Orin Lyons, an elder Faithkeeper in the Onondaga Nation, said it beautifully in the December issue of [Orion->http://orionmagazine.org/]

…And now we have corporate states, corporations that have the status of states – independent and sovereign, and fealty to no one, no moral law at all. President Bush has said, “Let the market dictate our direction.” Now isn’t that as stupid as you can get. What he said was, let the greed of the people dictate the direction of the Earth. If that’s the basis of a country, then its really lost what you call a primary direction for survival.
This is really the danger today – this empty, senseless lack of leadership. But it doesn’t mean that responsibility isn’t in the hands of the people. To come down to the nut of the whole thing, it’s the people’s responsibility to do something about it. Leadership was never meant to take care of anybody…
…It’s the abdication of responsibility by the people. What was it they said? Of, by, and for the people…

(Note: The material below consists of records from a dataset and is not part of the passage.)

use std::time::{Duration, Instant};

use super::*;
use crate::test_support::{alice, success_flag, Fixture, MockBackend};
use serde_json::json;
use shared::protocol::ResponseConvention;

fn to_map(pairs: &[(&str, &str)]) -> BTreeMap<String, String> {
    pairs
        .iter()
        .map(|(key, value)| (key.to_string(), value.to_string()))
        .collect()
}

fn context(gateway: Arc<ApiGateway>, params: &[(&str, &str)], query: &[(&str, &str)]) -> RouteContext {
    RouteContext {
        path: "/test".into(),
        params: to_map(params),
        query: to_map(query),
        session: Session::empty(),
        gateway,
    }
}

#[tokio::test]
async fn expand_template_prefers_params_and_encodes_values() {
    let fixture = Fixture::new();
    let gateway = fixture.gateway("http://127.0.0.1:9/api", ResponseConvention::Auto);
    let ctx = context(gateway, &[("id", "42")], &[("id", "7"), ("q", "rust & tokio")]);

    assert_eq!(
        expand_template("/product?id={id}", &ctx).expect("expand"),
        "/product?id=42"
    );
    assert_eq!(
        expand_template("/search?q={q}", &ctx).expect("expand"),
        "/search?q=rust+%26+tokio"
    );
    assert_eq!(expand_template("/tags", &ctx).expect("expand"), "/tags");
    assert!(matches!(
        expand_template("/articles/{missing}", &ctx),
        Err(ViewError::MissingParam(name)) if name == "missing"
    ));
}

#[tokio::test]
async fn static_view_echoes_params_and_query() {
    let fixture = Fixture::new();
    let gateway = fixture.gateway("http://127.0.0.1:9/api", ResponseConvention::Auto);
    let ctx = context(gateway, &[("page", "settings")], &[("tab", "2")]);

    let view = StaticView::new("admin", "Administration")
        .render(&ctx)
        .await
        .expect("render");

    assert_eq!(view.kind, "admin");
    assert_eq!(view.data, json!({ "page": "settings", "tab": "2" }));
}

#[tokio::test]
async fn fetch_view_joins_sources_concurrently() {
    let backend = MockBackend::new();
    let delay = Duration::from_millis(300);
    for (path, data) in [
        ("/categories", json!(["books"])),
        ("/products/hot", json!([{ "id": 1 }])),
        ("/products/new", json!([{ "id": 2 }])),
    ] {
        backend
            .reply_delayed("GET", path, success_flag(data), delay)
            .await;
    }
    let base = backend.spawn().await;
    let fixture = Fixture::new();
    let ctx = context(fixture.gateway(&base, ResponseConvention::Auto), &[], &[]);
    let view = FetchView::new("home", "Home")
        .source("categories", "/categories")
        .source("hot", "/products/hot?limit=8")
        .source("new", "/products/new?limit=8");

    let started = Instant::now();
    let rendered = view.render(&ctx).await.expect("render");

    assert!(started.elapsed() < delay * 3, "sources were fetched one by one");
    assert_eq!(
        rendered.data,
        json!({ "categories": ["books"], "hot": [{ "id": 1 }], "new": [{ "id": 2 }] })
    );
    let hot = backend.requests_to("/products/hot").await;
    assert_eq!(hot[0].query.as_deref(), Some("limit=8"));
}

#[tokio::test]
async fn fetch_view_fails_when_any_required_source_fails() {
    let backend = MockBackend::new();
    backend
        .reply_json("GET", "/categories", success_flag(json!(["books"])))
        .await;
    backend
        .reply_json("GET", "/products/hot", json!({ "success": false, "message": "db down" }))
        .await;
    let base = backend.spawn().await;
    let fixture = Fixture::new();
    let ctx = context(fixture.gateway(&base, ResponseConvention::Auto), &[], &[]);

    let result = FetchView::new("home", "Home")
        .source("categories", "/categories")
        .source("hot", "/products/hot")
        .render(&ctx)
        .await;

    match result {
        Err(ViewError::Api { kind, message, .. }) => {
            assert_eq!(kind, FailureKind::Application);
            assert_eq!(message, "db down");
        }
        other => panic!("expected api error, got {other:?}"),
    }
}

#[tokio::test]
async fn optional_source_failure_renders_null() {
    let backend = MockBackend::new();
    backend
        .reply_json("GET", "/product", success_flag(json!({ "id": 42 })))
        .await;
    backend
        .reply_json("GET", "/reviews", json!({ "code": 500, "message": "nope" }))
        .await;
    let base = backend.spawn().await;
    let fixture = Fixture::new();
    let ctx = context(fixture.gateway(&base, ResponseConvention::Auto), &[("id", "42")], &[]);

    let view = FetchView::new("product", "Product")
        .source("product", "/product?id={id}")
        .optional_source("reviews", "/reviews?product_id={id}")
        .render(&ctx)
        .await
        .expect("render");

    assert_eq!(view.data, json!({ "product": { "id": 42 }, "reviews": null }));
}

#[tokio::test]
async fn unauthorized_outranks_other_failures() {
    let backend = MockBackend::new();
    backend.reply("GET", "/cart", 500, "not json").await;
    backend
        .reply_json("GET", "/addresses", json!({ "code": 401, "message": "expired" }))
        .await;
    let base = backend.spawn().await;
    let fixture = Fixture::new();
    fixture
        .session
        .set_authenticated("tok123", alice(), None)
        .await;
    let ctx = context(fixture.gateway(&base, ResponseConvention::Auto), &[], &[]);

    let result = FetchView::new("checkout", "Checkout")
        .source("cart", "/cart")
        .source("addresses", "/addresses")
        .render(&ctx)
        .await;

    assert!(matches!(result, Err(ViewError::Unauthorized)));
    assert!(!fixture.session.is_authenticated().await);
}

#[tokio::test]
async fn not_found_view_names_the_path() {
    let fixture = Fixture::new();
    let ctx = context(fixture.gateway("http://127.0.0.1:9/api", ResponseConvention::Auto), &[], &[]);

    let view = NotFoundView.render(&ctx).await.expect("render");

    assert_eq!(view, View::not_found("/test"));
    assert_eq!(view.data["path"], "/test");
}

So now let us all get to work for the common good. We will need to examine all the elements of our so called private lives, lives as citizens of WNC, and earth citizens through the lens of sustainability. We will need many technological fixes, but the primary fix will have to come through our hearts and souls. Fundamentally it means that we have to transform our thinking and acting that primarily enhances our individual rights and goals and commits our work to the good of the whole, both human and other than human, earth community.

The effects of climate change, ecological destruction, overpopulation, and peak oil will not be solved by business as usual. We are in the interlude between the greatest comforts that the human species has ever experienced and social and ecological collapse. The next decade or so will be pivotal for our survival.

I hope the ideas that I and the other bloggers present convince you (if you need convincing) of the critical moment in human evolution that we occupy, and the wonderful opportunities available to us. Many great practical ideas will be put forward in these columns. The home page will present events in which you can participate, volunteer opportunities that will become available, and actions that you can take. My personal wish is to challenge your moral imagination and inspire you to become fully committed, so that we can quickly move towards a sustainable earth community.

And like my friend Ned Doyle points out in his first blog, this can be fun. Working together with like minded people creates community, inspires us to our highest potential, and gives our lives meaning – all of which are the foundations of true happiness.